The resignation of national security advisor Michael Flynn has the anti-Trump media declaring the new administration a "mess," in "turmoil" and thrown into "chaos."
Funny, these same Chicken Littles barely shrugged their shoulders during the turmoil-laden first 100 days of Barack Obama's first term. Some perspective is in order.
Remember the withdrawal of Obama's pick for National Intelligence Council chairman, Charles Freeman, in March 2009? Obama had tapped the former U.S. ambassador to Saudi Arabia for the sensitive post despite abundant conflicts of interests. Freeman had served for four years on the board of the China National Offshore Oil Corporation, a company owned by the Chinese communist government. The state-owned firm has invested in Sudan and Iran. Freeman also led the Middle East Policy Council, a Washington, D.C.-based group funded by the Saudi government. And he chaired Projects International, a consulting firm that had worked with foreign companies and governments.

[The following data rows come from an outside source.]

//! 字幕管理データで使用される言語コード。

use std::fmt;

/// ISO 639-2で規定される3文字の言語コード。
#[derive(Debug, Clone, Copy, PartialEq, Eq, Hash)]
pub struct LangCode(pub [u8; 3]);

// ARIB TR-B14より。
impl LangCode {
    /// 日本語。
    pub const JPN: LangCode = LangCode(*b"jpn");
    /// 英語。
    pub const ENG: LangCode = LangCode(*b"eng");
    /// ドイツ語。
    pub const DEU: LangCode = LangCode(*b"deu");
    /// フランス語。
    pub const FRA: LangCode = LangCode(*b"fra");
    /// ポルトガル語。
    pub const POR: LangCode = LangCode(*b"por");
    /// 中国語。
    pub const ZHO: LangCode = LangCode(*b"zho");
    /// 韓国語。
    pub const KOR: LangCode = LangCode(*b"kor");
    /// スペイン語。
    pub const SPA: LangCode = LangCode(*b"spa");
    /// 外国語。
    pub const ETC: LangCode = LangCode(*b"etc");

    /// 言語コードが英小文字のみで構成されていれば文字列として返す。
    pub fn as_str(&self) -> Option<&str> {
        if self.0.iter().all(u8::is_ascii_lowercase) {
            std::str::from_utf8(&self.0).ok()
        } else {
            None
        }
    }
}

impl fmt::Display for LangCode {
    fn fmt(&self, f: &mut fmt::Formatter) -> fmt::Result {
        fmt::Display::fmt(&self.0.escape_ascii(), f)
    }
}

#[cfg(test)]
mod tests {
    use super::*;

    #[test]
    fn test_lang_code() {
        assert_eq!(LangCode::JPN.as_str(), Some("jpn"));
        assert_eq!(LangCode([0xFF, b'a', b'b']).as_str(), None);
        assert_eq!(LangCode::ENG.to_string(), "eng");
        assert_eq!(LangCode([0xFF, b'a', b'b']).to_string(), "\\xffab");
    }
}
//! 字幕文を構成するトークン。
//!
//! 8単位符号・UTF-8符号のどちらから復号しても同じ[`Token`]になり、
//! [`crate::parser`]と[`crate::encode`]はこの型のみを扱う。

use std::fmt;

/// 文字サイズ。
#[derive(Debug, Default, Clone, Copy, PartialEq, Eq, Hash)]
pub enum CharSize {
    /// 小型。
    Small,
    /// 中型。
    Middle,
    /// 標準。
    #[default]
    Normal,
    /// 超小型。
    Tiny,
    /// 縦倍。
    DoubleHeight,
    /// 横倍。
    DoubleWidth,
    /// 縦横倍。
    DoubleSize,
    /// 特殊1。
    Special1,
    /// 特殊2。
    Special2,
}

impl CharSize {
    /// 文字サイズが小さめの場合に`true`を返す。
    #[inline]
    pub fn is_small(self) -> bool {
        matches!(self, CharSize::Small | CharSize::Middle | CharSize::Tiny)
    }

    /// 標準サイズに対する横方向と縦方向の倍率。
    pub fn magnification(self) -> (f64, f64) {
        match self {
            CharSize::Small => (0.5, 0.5),
            CharSize::Middle => (0.5, 1.),
            CharSize::Normal => (1., 1.),
            CharSize::Tiny => (0.25, 0.25),
            CharSize::DoubleHeight => (1., 2.),
            CharSize::DoubleWidth => (2., 1.),
            CharSize::DoubleSize => (2., 2.),
            CharSize::Special1 | CharSize::Special2 => (1., 1.),
        }
    }
}

/// SZXで指定される文字サイズ。
#[derive(Debug, Clone, Copy, PartialEq, Eq, Hash)]
pub enum SizeControl {
    /// 超小型。
    Tiny,
    /// 縦倍。
    DoubleHeight,
    /// 横倍。
    DoubleWidth,
    /// 縦横倍。
    DoubleSize,
    /// 特殊1。
    Special1,
    /// 特殊2。
    Special2,
}

impl From<SizeControl> for CharSize {
    fn from(value: SizeControl) -> CharSize {
        match value {
            SizeControl::Tiny => CharSize::Tiny,
            SizeControl::DoubleHeight => CharSize::DoubleHeight,
            SizeControl::DoubleWidth => CharSize::DoubleWidth,
            SizeControl::DoubleSize => CharSize::DoubleSize,
            SizeControl::Special1 => CharSize::Special1,
            SizeControl::Special2 => CharSize::Special2,
        }
    }
}

/// FLC、フラッシング制御。
#[derive(Debug, Clone, Copy, PartialEq, Eq, Hash)]
pub enum FlashingMode {
    /// 正相フラッシング開始。
    Normal,
    /// 逆相フラッシング開始。
    Inverted,
    /// フラッシング終了。
    Stop,
}

/// CDC、コンシールメント制御。
#[derive(Debug, Clone, Copy, PartialEq, Eq, Hash)]
pub enum ConcealmentMode {
    /// コンシールメント開始。
    Start,
    /// 置換コンシールメント開始。
    ///
    /// 内包する値は置換の種類で`0..=15`の範囲である。
    Replacing(u8),
    /// コンシールメント終了。
    Stop,
}

/// POL、パターン極性。
#[derive(Debug, Default, Clone, Copy, PartialEq, Eq, Hash)]
pub enum PatternPolarity {
    /// 正常極性。
    #[default]
    Normal,
    /// 反転極性1。
    Inverted1,
    /// 反転極性2。
    Inverted2,
}

/// WMM、書込みモード。
#[derive(Debug, Default, Clone, Copy, PartialEq, Eq, Hash)]
pub enum WritingMode {
    /// 前景色及び背景色を書き込む。
    #[default]
    Both,
    /// 前景色のみ書き込む。
    Foreground,
    /// 背景色のみ書き込む。
    Background,
}

/// CSIのORN、文字飾り指定。
#[derive(Debug, Default, Clone, Copy, PartialEq, Eq, Hash)]
pub enum Ornament {
    /// 文字飾りなし。
    #[default]
    None,
    /// 縁取り。
    ///
    /// 内包する値は文字飾り色のカラーマップアドレス（パレット番号×16＋色番号）である。
    Hemming(u8),
    /// 影付き。
    ///
    /// 内包する値は文字飾り色のカラーマップアドレス（パレット番号×16＋色番号）である。
    Shade(u8),
    /// 中抜き。
    Hollow,
}

/// 時刻制御モード。
#[derive(Debug, Clone, Copy, PartialEq, Eq, Hash)]
pub enum TimeControlMode {
    /// フリー。
    Free,
    /// リアルタイム。
    RealTime,
    /// オフセットタイム。
    OffsetTime,
    /// 予約。
    Reserved,
}

impl TimeControlMode {
    /// 2ビットの値から`TimeControlMode`を生成する。上位ビットは無視される。
    #[inline]
    pub fn from_bits(value: u8) -> TimeControlMode {
        match value & 0b11 {
            0b00 => TimeControlMode::Free,
            0b01 => TimeControlMode::RealTime,
            0b10 => TimeControlMode::OffsetTime,
            _ => TimeControlMode::Reserved,
        }
    }

    /// 2ビットの値として返す。
    #[inline]
    pub fn bits(self) -> u8 {
        match self {
            TimeControlMode::Free => 0b00,
            TimeControlMode::RealTime => 0b01,
            TimeControlMode::OffsetTime => 0b10,
            TimeControlMode::Reserved => 0b11,
        }
    }
}

/// 動的に再定義が可能な外字（DRCS）への参照。
#[derive(Debug, Clone, Copy, PartialEq, Eq, PartialOrd, Ord, Hash)]
pub struct DrcsChar {
    /// DRCSの集合番号で`0..=15`の範囲である。
    ///
    /// DRCS-0のみ2バイト符号で、それ以外は1バイト符号である。
    pub set: u8,
    /// 符号。
    ///
    /// DRCS-0では1バイト目を上位、2バイト目を下位に持ち、
    /// それ以外では`0x21..=0x7E`の1バイト符号を持つ。
    pub code: u16,
}

impl DrcsChar {
    /// DRCS-0から順の連番を得る。
    ///
    /// DRCS-0の場合は内包する値がそのまま使われ、
    /// DRCS-1以降はその後に続くように値が続く。
    ///
    /// # サンプル
    ///
    /// ```
    /// use arib_b24::token::DrcsChar;
    ///
    /// assert_eq!(DrcsChar { set: 0, code: 0x2121 }.to_number(), 0);
    /// assert_eq!(DrcsChar { set: 1, code: 0x21 }.to_number(), 8836);
    /// assert_eq!(DrcsChar { set: 2, code: 0x21 }.to_number(), 8930);
    /// assert_eq!(DrcsChar { set: 3, code: 0x22 }.to_number(), 9025);
    /// ```
    pub fn to_number(&self) -> u16 {
        if self.set == 0 {
            let c1 = (self.code >> 8).saturating_sub(0x21);
            let c2 = (self.code & 0xFF).saturating_sub(0x21);
            c1 * 94 + c2
        } else {
            8836 + 94 * (self.set as u16 - 1) + (self.code & 0xFF).saturating_sub(0x21)
        }
    }
}

/// 図形として描画される文字。
#[derive(Clone, PartialEq, Eq, Hash)]
pub struct Character {
    /// 書記素クラスタ。
    ///
    /// 未定義の符号集合の文字は空文字列となる。
    pub grapheme: String,
    /// DRCSの置換によって得られた文字であれば`true`。
    pub drcs: bool,
}

impl Character {
    /// 通常の文字を生成する。
    #[inline]
    pub fn new<S: Into<String>>(grapheme: S) -> Character {
        Character {
            grapheme: grapheme.into(),
            drcs: false,
        }
    }

    /// DRCSを置換した文字を生成する。
    #[inline]
    pub fn from_drcs<S: Into<String>>(grapheme: S) -> Character {
        Character {
            grapheme: grapheme.into(),
            drcs: true,
        }
    }
}

impl fmt::Debug for Character {
    fn fmt(&self, f: &mut fmt::Formatter) -> fmt::Result {
        fmt::Debug::fmt(&self.grapheme, f)?;
        if self.drcs {
            f.write_str("(DRCS)")?;
        }
        Ok(())
    }
}

/// 字幕文を構成するトークン。
///
/// 描画される図形（[`Character`]・DRCS・空白）と、状態を変更する制御符号からなる。
#[derive(Debug, Clone, PartialEq, Eq, Hash)]
pub enum Token {
    /// 図形文字。
    Character(Character),

    /// 置換されなかったDRCS。
    Drcs(DrcsChar),

    /// SP、スペース。
    Space,

    /// DEL、デリート。
    Delete,

    /// APB、動作位置後退。
    ActivePositionBackward,

    /// APF、動作位置前進。
    ActivePositionForward,

    /// APD、動作行前進。
    ActivePositionDown,

    /// APU、動作行後退。
    ActivePositionUp,

    /// APR、動作位置改行。
    ActivePositionReturn,

    /// PAPF、指定動作位置前進。
    ///
    /// 内包する値は`0..=63`の範囲である。
    ParameterizedActivePositionForward(u8),

    /// APS、動作位置指定。
    ///
    /// 内包する値は列（`x`）と行（`y`）で、どちらとも`0..=63`の範囲である。
    /// 符号化時は行、列の順に並ぶ。
    ActivePositionSet(u8, u8),

    /// CS、画面消去。
    ClearScreen,

    /// BKF、黒。
    BlackForeground,
    /// RDF、赤。
    RedForeground,
    /// GRF、緑。
    GreenForeground,
    /// YLF、黄。
    YellowForeground,
    /// BLF、青。
    BlueForeground,
    /// MGF、マゼンタ。
    MagentaForeground,
    /// CNF、シアン。
    CyanForeground,
    /// WHF、白。
    WhiteForeground,

    /// COLでの前景色の指定。
    ///
    /// 内包する値はカラーパレット下位アドレスで`0..=15`の範囲である。
    ColorControlForeground(u8),

    /// COLでの背景色の指定。
    ///
    /// 内包する値はカラーパレット下位アドレスで`0..=15`の範囲である。
    ColorControlBackground(u8),

    /// COLでの前中間色の指定。
    ///
    /// 内包する値はカラーパレット下位アドレスで`0..=15`の範囲である。
    ColorControlHalfForeground(u8),

    /// COLでの背中間色の指定。
    ///
    /// 内包する値はカラーパレット下位アドレスで`0..=15`の範囲である。
    ColorControlHalfBackground(u8),

    /// COLでのパレット番号の指定。
    ///
    /// 内包する値はパレット番号で`0..=15`の範囲である。
    PalletControl(u8),

    /// SSZ、小型サイズ。
    SmallSize,
    /// MSZ、中型サイズ。
    MiddleSize,
    /// NSZ、標準サイズ。
    NormalSize,
    /// SZX、指定サイズ。
    CharacterSizeControl(SizeControl),

    /// FLC、フラッシング制御。
    FlashingControl(FlashingMode),

    /// CDC、コンシールメント制御。
    ConcealmentControl(ConcealmentMode),

    /// POL、パターン極性。
    PatternPolarityControl(PatternPolarity),

    /// WMM、書込みモード変更。
    WritingModeModification(WritingMode),

    /// HLC、囲み制御。
    ///
    /// 内包する値は`0`なら囲み終了、`1..=15`なら囲み開始である。
    HilightingCharacterBlock(u8),

    /// RPC、文字繰り返し。
    ///
    /// 内包する値は`0..=63`の範囲で、`0`は行末までの繰り返しを表す。
    RepeatCharacter(u8),

    /// STL、アンダーライン開始およびモザイク分離開始。
    StartLining,

    /// SPL、アンダーライン終了およびモザイク分離終了。
    StopLining,

    /// TIMEでの処理待ち。
    ///
    /// 内包する値は中断する時間（単位は0.1秒）で`0..=63`の範囲である。
    TimeControlWait(u8),

    /// TIMEでの時刻制御モード。
    TimeControlMode(TimeControlMode),

    /// TIMEでの提示開始時刻。
    ///
    /// 内包する値は時刻（単位はミリ秒）。
    TimeControlPresentationStart(u64),

    /// TIMEでのオフセット時間。
    ///
    /// 内包する値は時間（単位はミリ秒）。
    TimeControlOffset(u64),

    /// CSIのSWF、書式選択。
    ///
    /// 内包する値は書式の種類で、範囲は`0..=12`である。
    SetWritingFormat(u8),

    /// CSIのSDF、表示構成ドット指定。
    ///
    /// 内包する値は水平方向のドット数と垂直方向のドット数である。
    SetDisplayFormat(u32, u32),

    /// CSIのSDP、表示位置指定。
    ///
    /// 内包する値は水平方向の座標と垂直方向の座標である。
    SetDisplayPosition(u32, u32),

    /// CSIのSSM、文字構成ドット指定。
    ///
    /// 内包する値は横方向のドット数と縦方向のドット数である。
    CharacterCompositionDotDesignation(u32, u32),

    /// CSIのSHS、字間隔指定。
    SetHorizontalSpacing(u32),

    /// CSIのSVS、行間隔指定。
    SetVerticalSpacing(u32),

    /// CSIのACPS、動作位置座標指定。
    ActiveCoordinatePositionSet(u32, u32),

    /// CSIのRCS、ラスタ色制御。
    ///
    /// 内包する値はラスタ色で、`0..=15`の範囲である。
    RasterColourCommand(u8),

    /// CSIのORN、文字飾り指定。
    OrnamentControl(Ornament),

    /// CSIのPRA、内蔵音再生。
    BuiltinSoundReplay(u32),
}

impl Token {
    /// 文字を表すトークンを生成する。
    #[inline]
    pub fn character<S: Into<String>>(grapheme: S) -> Token {
        Token::Character(Character::new(grapheme))
    }

    /// 描画されるトークンであれば`true`を返す。
    #[inline]
    pub fn is_drawable(&self) -> bool {
        matches!(
            self,
            Token::Character(_) | Token::Drcs(_) | Token::Space | Token::Delete
        )
    }

    /// ARIB STD-B24における制御符号の略称を返す。
    ///
    /// 制御符号以外は`None`を返す。
    pub fn mnemonic(&self) -> Option<&'static str> {
        Some(match self {
            Token::Character(_) | Token::Drcs(_) => return None,
            Token::Space => "SP",
            Token::Delete => "DEL",
            Token::ActivePositionBackward => "APB",
            Token::ActivePositionForward => "APF",
            Token::ActivePositionDown => "APD",
            Token::ActivePositionUp => "APU",
            Token::ActivePositionReturn => "APR",
            Token::ParameterizedActivePositionForward(_) => "PAPF",
            Token::ActivePositionSet(..) => "APS",
            Token::ClearScreen => "CS",
            Token::BlackForeground => "BKF",
            Token::RedForeground => "RDF",
            Token::GreenForeground => "GRF",
            Token::YellowForeground => "YLF",
            Token::BlueForeground => "BLF",
            Token::MagentaForeground => "MGF",
            Token::CyanForeground => "CNF",
            Token::WhiteForeground => "WHF",
            Token::ColorControlForeground(_)
            | Token::ColorControlBackground(_)
            | Token::ColorControlHalfForeground(_)
            | Token::ColorControlHalfBackground(_)
            | Token::PalletControl(_) => "COL",
            Token::SmallSize => "SSZ",
            Token::MiddleSize => "MSZ",
            Token::NormalSize => "NSZ",
            Token::CharacterSizeControl(_) => "SZX",
            Token::FlashingControl(_) => "FLC",
            Token::ConcealmentControl(_) => "CDC",
            Token::PatternPolarityControl(_) => "POL",
            Token::WritingModeModification(_) => "WMM",
            Token::HilightingCharacterBlock(_) => "HLC",
            Token::RepeatCharacter(_) => "RPC",
            Token::StartLining => "STL",
            Token::StopLining => "SPL",
            Token::TimeControlWait(_)
            | Token::TimeControlMode(_)
            | Token::TimeControlPresentationStart(_)
            | Token::TimeControlOffset(_) => "TIME",
            Token::SetWritingFormat(_) => "SWF",
            Token::SetDisplayFormat(..) => "SDF",
            Token::SetDisplayPosition(..) => "SDP",
            Token::CharacterCompositionDotDesignation(..) => "SSM",
            Token::SetHorizontalSpacing(_) => "SHS",
            Token::SetVerticalSpacing(_) => "SVS",
            Token::ActiveCoordinatePositionSet(..) => "ACPS",
            Token::RasterColourCommand(_) => "RCS",
            Token::OrnamentControl(_) => "ORN",
            Token::BuiltinSoundReplay(_) => "PRA",
        })
    }
}
//! 字幕で伝送されるDRCS（外字）のパターン。

use crate::token::DrcsChar;
use crate::utils::BytesExt;

/// DRCSデータ構造。
#[derive(Debug, Clone, PartialEq, Eq)]
pub struct Drcs<'a> {
    /// 外字符号ごとのデータ。
    pub codes: Vec<DrcsCode<'a>>,
}

impl<'a> Drcs<'a> {
    /// [`DataUnit::DrcsSb`][crate::pes::caption::DataUnit::DrcsSb]や
    /// [`DataUnit::DrcsDb`][crate::pes::caption::DataUnit::DrcsDb]の
    /// データから`Drcs`を読み取る。
    pub fn read(data: &'a [u8]) -> Option<Drcs<'a>> {
        let Some((&number_of_code, mut data)) = data.split_first() else {
            log::debug!("invalid Drcs::NumberOfCode");
            return None;
        };

        let mut codes = Vec::with_capacity(number_of_code as usize);
        for _ in 0..number_of_code {
            if data.len() < 3 {
                log::debug!("invalid DrcsCode");
                return None;
            }

            let character_code = data[0..=1].read_be_16();
            let number_of_font = data[2];
            data = &data[3..];

            let mut fonts = Vec::with_capacity(number_of_font as usize);
            for _ in 0..number_of_font {
                fonts.push(DrcsFont::read(&mut data)?);
            }

            codes.push(DrcsCode {
                character_code,
                fonts,
            });
        }

        Some(Drcs { codes })
    }
}

/// 外字符号ごとのDRCS。
#[derive(Debug, Clone, PartialEq, Eq)]
pub struct DrcsCode<'a> {
    /// 外字符号。
    ///
    /// 1バイトDRCSでは上位バイトが`0x41..=0x4F`の終端文字、下位バイトが符号となる。
    pub character_code: u16,

    /// フォントごとのデータ。
    pub fonts: Vec<DrcsFont<'a>>,
}

impl<'a> DrcsCode<'a> {
    /// 外字符号に対応する[`DrcsChar`]を返す。
    ///
    /// `two_byte`には2バイトDRCSのデータユニットで伝送された場合に`true`を指定する。
    /// 1バイトDRCSの外字符号が不正な場合は`None`を返す。
    pub fn drcs_char(&self, two_byte: bool) -> Option<DrcsChar> {
        if two_byte {
            return Some(DrcsChar {
                set: 0,
                code: self.character_code,
            });
        }

        let [f, code] = self.character_code.to_be_bytes();
        match f {
            0x41..=0x4F => Some(DrcsChar {
                set: f - 0x40,
                code: code as u16,
            }),
            _ => None,
        }
    }
}

/// フォントごとのDRCS。
#[derive(Debug, Clone, PartialEq, Eq)]
pub struct DrcsFont<'a> {
    /// フォント識別（4ビット）。
    pub font_id: u8,

    /// パターンのデータ。
    pub data: DrcsFontData<'a>,
}

impl<'a> DrcsFont<'a> {
    fn read(data: &mut &'a [u8]) -> Option<DrcsFont<'a>> {
        let Some((&b, rem)) = data.split_first() else {
            log::debug!("invalid DrcsFont");
            return None;
        };
        let font_id = (b & 0b11110000) >> 4;
        let mode = b & 0b00001111;

        let font_data = match mode {
            0b0000 | 0b0001 => {
                if rem.len() < 3 {
                    log::debug!("invalid DrcsUncompressedData");
                    return None;
                }

                let mut pattern = DrcsUncompressedData {
                    mode,
                    depth: rem[0],
                    width: rem[1],
                    height: rem[2],
                    pattern_data: &[],
                };
                let len = pattern.pattern_len();
                let Some(pattern_data) = rem[3..].get(..len) else {
                    log::debug!("invalid DrcsUncompressedData::patternData");
                    return None;
                };
                pattern.pattern_data = pattern_data;
                *data = &rem[3 + len..];

                DrcsFontData::Uncompressed(pattern)
            }
            _ => {
                if rem.len() < 4 {
                    log::debug!("invalid DrcsGeometricData");
                    return None;
                }

                let region_x = rem[0];
                let region_y = rem[1];
                let geometric_data_length = rem[2..=3].read_be_16() as usize;
                let Some(geometric_data) = rem[4..].get(..geometric_data_length) else {
                    log::debug!("invalid DrcsGeometricData::geometricData");
                    return None;
                };
                *data = &rem[4 + geometric_data_length..];

                DrcsFontData::Geometric(DrcsGeometricData {
                    mode,
                    region_x,
                    region_y,
                    geometric_data,
                })
            }
        };

        Some(DrcsFont {
            font_id,
            data: font_data,
        })
    }
}

/// DRCSのパターンデータ。
#[derive(Debug, Clone, PartialEq, Eq)]
pub enum DrcsFontData<'a> {
    /// 圧縮されていないパターン。
    Uncompressed(DrcsUncompressedData<'a>),
    /// ジオメトリック図形で表されたパターン。
    Geometric(DrcsGeometricData<'a>),
}

impl<'a> DrcsFontData<'a> {
    /// 圧縮されていないパターンであれば返す。
    #[inline]
    pub fn uncompressed(&self) -> Option<&DrcsUncompressedData<'a>> {
        match self {
            DrcsFontData::Uncompressed(data) => Some(data),
            DrcsFontData::Geometric(_) => None,
        }
    }
}

/// 圧縮されていないDRCSのパターン。
#[derive(Debug, Clone, PartialEq, Eq)]
pub struct DrcsUncompressedData<'a> {
    /// 符号化モード。`0`は2階調、`1`は多階調。
    pub mode: u8,
    /// 階調数から2を引いた値。
    pub depth: u8,
    /// 横方向のドット数。
    pub width: u8,
    /// 縦方向のドット数。
    pub height: u8,
    /// 左上から横方向に詰められた画素のデータ。
    pub pattern_data: &'a [u8],
}

impl DrcsUncompressedData<'_> {
    /// 1画素あたりのビット数。
    pub fn bits_per_pixel(&self) -> u32 {
        if self.mode == 0 {
            return 1;
        }

        // ceil(log2(depth + 2))
        let levels = self.depth as u32 + 2;
        u32::BITS - (levels - 1).leading_zeros()
    }

    fn pattern_len(&self) -> usize {
        let bits = self.width as usize * self.height as usize * self.bits_per_pixel() as usize;
        (bits + 7) / 8
    }

    /// (`x`, `y`)の画素の階調を返す。範囲外の場合は`None`を返す。
    pub fn pixel(&self, x: u8, y: u8) -> Option<u8> {
        if x >= self.width || y >= self.height {
            return None;
        }

        let bpp = self.bits_per_pixel() as usize;
        let p = (y as usize * self.width as usize + x as usize) * bpp;
        let mut value = 0;
        for bit in p..p + bpp {
            let b = self.pattern_data.get(bit / 8)?;
            value = (value << 1) | ((b >> (7 - bit % 8)) & 1);
        }
        Some(value)
    }
}

/// ジオメトリック図形で表されたDRCSのパターン。
#[derive(Debug, Clone, PartialEq, Eq)]
pub struct DrcsGeometricData<'a> {
    /// 符号化モード。
    pub mode: u8,
    /// 横方向の領域。
    pub region_x: u8,
    /// 縦方向の領域。
    pub region_y: u8,
    /// ジオメトリックデータ。
    pub geometric_data: &'a [u8],
}

#[cfg(test)]
mod tests {
    use assert_matches::assert_matches;
    use hex_literal::hex;

    use super::*;

    #[test]
    fn test_read_two_level() {
        // 4x2の2階調パターン
        let data = hex!("01 4121 01 00 00 04 02 9F");
        let drcs = Drcs::read(&data).unwrap();
        assert_eq!(drcs.codes.len(), 1);

        let code = &drcs.codes[0];
        assert_eq!(code.character_code, 0x4121);
        assert_eq!(code.drcs_char(false), Some(DrcsChar { set: 1, code: 0x21 }));

        let pattern = code.fonts[0].data.uncompressed().unwrap();
        assert_eq!(pattern.bits_per_pixel(), 1);
        assert_eq!(pattern.pattern_data, [0x9F]);
        let row0: Vec<_> = (0..4).map(|x| pattern.pixel(x, 0).unwrap()).collect();
        let row1: Vec<_> = (0..4).map(|x| pattern.pixel(x, 1).unwrap()).collect();
        assert_eq!(row0, [1, 0, 0, 1]);
        assert_eq!(row1, [1, 1, 1, 1]);
        assert_eq!(pattern.pixel(4, 0), None);
        assert_eq!(pattern.pixel(0, 2), None);
    }

    #[test]
    fn test_read_multi_level() {
        // 2x2の4階調パターンが2文字
        let data = hex!(
            "02"
            "2122 01 01 02 02 02 1B"
            "2123 02 01 02 02 02 E4 12 08 08 0000"
        );
        let drcs = Drcs::read(&data).unwrap();
        assert_eq!(drcs.codes.len(), 2);

        let code = &drcs.codes[0];
        assert_eq!(code.drcs_char(true), Some(DrcsChar { set: 0, code: 0x2122 }));
        let pattern = code.fonts[0].data.uncompressed().unwrap();
        assert_eq!(pattern.bits_per_pixel(), 2);
        assert_eq!(pattern.pixel(0, 0), Some(0));
        assert_eq!(pattern.pixel(1, 0), Some(1));
        assert_eq!(pattern.pixel(0, 1), Some(2));
        assert_eq!(pattern.pixel(1, 1), Some(3));

        let code = &drcs.codes[1];
        assert_eq!(code.fonts.len(), 2);
        assert_eq!(code.fonts[1].font_id, 1);
        assert_matches!(&code.fonts[1].data, DrcsFontData::Geometric(g) => {
            assert_eq!(g.mode, 2);
            assert_eq!((g.region_x, g.region_y), (8, 8));
            assert!(g.geometric_data.is_empty());
        });
    }

    #[test]
    fn test_invalid() {
        assert_eq!(Drcs::read(&[]), None);
        // パターンデータが足りない
        assert_eq!(Drcs::read(&hex!("01 4121 01 00 00 10 10 00")), None);
        // 不正な1バイトDRCSの外字符号
        let drcs = Drcs::read(&hex!("01 2121 00")).unwrap();
        assert_eq!(drcs.codes[0].drcs_char(false), None);
    }
}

Obama knew all that and looked the other way at Freeman's role as a de facto lobbyist for Saudi royalty. Even worse, he ignored Freeman's Jew-bashing and tyrant-coddling record with a Blame America axe to grind. Freeman carped that our country exhibited "an ugly mood of chauvinism" after the 9/11 attacks and condemned his fellow countrymen for connecting the dots of Islam and Saudi-funded jihad: "Before Americans call on others to examine themselves," he fumed with Jeremiah Wright-style bombast, "we should examine ourselves."
In fine form, Freeman inveighed against the "Israel Lobby" in his resignation letter.
The screed said less about Freeman than it did about the Obama administration's AWOL vetting system. Where were the watchdogs to guard against terror-friendly conspiracy-minded kooks slipping into sensitive intelligence positions?
The Freeman withdrawal came after a series of Obama nominee withdrawals that the amnesia-suffering Beltway media has now conveniently forgotten in its haste to declare Trump's transition the worst disaster ever.
By this time in Obama's first term, former Democratic New Mexico Governor Bill Richardson had withdrawn as Commerce Secretary nominee after both liberals and conservatives protested his long record of corruption and incompetence. His political horse-trading with private businesses — campaign donations for infrastructure projects, patronage jobs and board appointments — was so notorious it had earned him the moniker "Dollar Bill."
At the time Obama tapped him to lead the Commerce Department, Richardson was the subject of a high-profile probe and ongoing grand jury investigation into whether he traded New Mexico government contracts for campaign contributions. The White House transition team knew about the pay-to-play scandal involving a California company, CDR Financial Products. They knew that the FBI and federal prosecutors had launched a probe of CDR's activities in New Mexico in the summer of 2008. They knew CDR was tied to a doomed bond deal in Alabama, which threatened to cause the biggest municipal bankruptcy in U.S. history. They knew CDR had raked in nearly $1.5 million in fees from a New Mexico state financial agency after donating more than $100,000 to Richardson's efforts to register Hispanic and American Indian voters and to pay for expenses at the 2004 Democratic National Convention.
It took 33 days before Team Obama threw Richardson and his ethical baggage off the bus.
Richardson's replacement, former GOP Sen. Judd Gregg, accepted and then quickly withdrew after disagreements over Obama's massive federal stimulus proposal and Democrats' politicization of the Census.
Another Beltway barnacle, former Democratic South Dakota Sen. Tom Daschle, was also forced to withdraw from his nomination as Obama's Health and Human Services secretary amid a storm of ethical scandal, conflicts of interest, and tax avoidance. That was compounded by Treasury Secretary Geithner's admission of "tax goofs" involving his failure to pay $43,000 in federal self-employment taxes for four separate years (until, that is, he was tapped for his Obama post). At least five other Treasury staff picks withdrew before the Obama administration had reached the 100-day mark over tax problems, conflicts of interest, bad judgment and records of lax oversight of industry.
By the end of his first 100 days, Obama had set a turnover record for an incoming cabinet with four major withdrawals. And by the hallowed 100-day mark, Obama had announced less than half of the total Senate-confirmed Cabinet department positions he needed to fill, with only 10 approved — even though the Democrats had an overwhelming majority in the Senate at the time.
Yes, there will be significant bumps in the road and some tough lumps to take as President Trump builds his team. But a dishonest media and preening political establishment pretending there's something "unprecedented" about such stumbles only discredit themselves.